Stored items:
########

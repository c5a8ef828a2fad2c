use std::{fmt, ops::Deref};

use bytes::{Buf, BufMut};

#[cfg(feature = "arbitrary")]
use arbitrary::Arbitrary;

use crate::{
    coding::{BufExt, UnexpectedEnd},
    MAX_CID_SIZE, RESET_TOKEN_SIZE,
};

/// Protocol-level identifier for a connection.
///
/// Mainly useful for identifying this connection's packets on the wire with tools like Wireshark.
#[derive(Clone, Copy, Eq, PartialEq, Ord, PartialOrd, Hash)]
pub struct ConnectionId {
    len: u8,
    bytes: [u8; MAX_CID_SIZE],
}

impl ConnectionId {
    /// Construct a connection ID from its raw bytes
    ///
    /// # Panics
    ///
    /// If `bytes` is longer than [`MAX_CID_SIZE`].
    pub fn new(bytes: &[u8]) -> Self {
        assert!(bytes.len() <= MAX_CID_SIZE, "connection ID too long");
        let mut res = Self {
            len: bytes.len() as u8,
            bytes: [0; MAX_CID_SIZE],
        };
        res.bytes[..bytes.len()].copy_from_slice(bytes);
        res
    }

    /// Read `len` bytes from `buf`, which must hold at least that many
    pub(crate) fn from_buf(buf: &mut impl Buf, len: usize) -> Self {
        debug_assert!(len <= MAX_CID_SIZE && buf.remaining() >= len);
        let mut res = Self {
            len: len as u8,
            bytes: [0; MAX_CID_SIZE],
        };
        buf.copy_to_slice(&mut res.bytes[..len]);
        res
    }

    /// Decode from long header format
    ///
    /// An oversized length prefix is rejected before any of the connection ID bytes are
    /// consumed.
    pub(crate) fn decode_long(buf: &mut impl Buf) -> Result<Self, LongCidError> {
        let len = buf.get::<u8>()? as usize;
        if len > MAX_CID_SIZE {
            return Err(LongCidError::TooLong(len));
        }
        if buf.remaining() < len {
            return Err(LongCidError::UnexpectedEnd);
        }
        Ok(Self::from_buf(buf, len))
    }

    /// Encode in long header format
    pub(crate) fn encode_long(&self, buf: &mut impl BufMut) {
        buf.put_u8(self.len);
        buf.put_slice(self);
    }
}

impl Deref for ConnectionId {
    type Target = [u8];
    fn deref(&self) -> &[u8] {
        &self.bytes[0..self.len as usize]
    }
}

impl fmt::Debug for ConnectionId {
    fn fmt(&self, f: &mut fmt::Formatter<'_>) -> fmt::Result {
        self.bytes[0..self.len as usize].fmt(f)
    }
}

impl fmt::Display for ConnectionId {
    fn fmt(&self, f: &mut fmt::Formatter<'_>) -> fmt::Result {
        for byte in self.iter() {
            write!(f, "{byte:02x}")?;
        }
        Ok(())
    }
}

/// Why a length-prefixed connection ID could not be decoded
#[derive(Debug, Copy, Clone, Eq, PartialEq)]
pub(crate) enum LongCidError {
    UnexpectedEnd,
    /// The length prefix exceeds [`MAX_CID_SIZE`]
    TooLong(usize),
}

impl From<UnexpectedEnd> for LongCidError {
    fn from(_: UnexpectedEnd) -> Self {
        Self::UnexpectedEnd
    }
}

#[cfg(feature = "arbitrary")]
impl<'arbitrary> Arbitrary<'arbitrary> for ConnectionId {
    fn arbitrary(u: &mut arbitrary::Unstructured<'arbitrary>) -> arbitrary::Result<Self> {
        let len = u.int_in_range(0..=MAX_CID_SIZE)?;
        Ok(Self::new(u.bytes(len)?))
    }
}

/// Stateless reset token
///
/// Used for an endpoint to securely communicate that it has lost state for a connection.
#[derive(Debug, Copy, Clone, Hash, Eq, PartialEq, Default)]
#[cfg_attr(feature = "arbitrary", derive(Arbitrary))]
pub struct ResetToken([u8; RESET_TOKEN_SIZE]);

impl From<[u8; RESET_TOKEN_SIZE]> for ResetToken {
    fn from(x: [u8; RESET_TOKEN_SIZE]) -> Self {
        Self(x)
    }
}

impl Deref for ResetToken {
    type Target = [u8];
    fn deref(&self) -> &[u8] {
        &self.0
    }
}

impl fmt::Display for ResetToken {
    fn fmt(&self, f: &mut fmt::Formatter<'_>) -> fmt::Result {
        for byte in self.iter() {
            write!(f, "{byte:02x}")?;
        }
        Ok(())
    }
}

########

Activity:
Return a copy of every line in the records that includes the string "Display".

Expected output:
impl fmt::Display for ConnectionId {
impl fmt::Display for ResetToken {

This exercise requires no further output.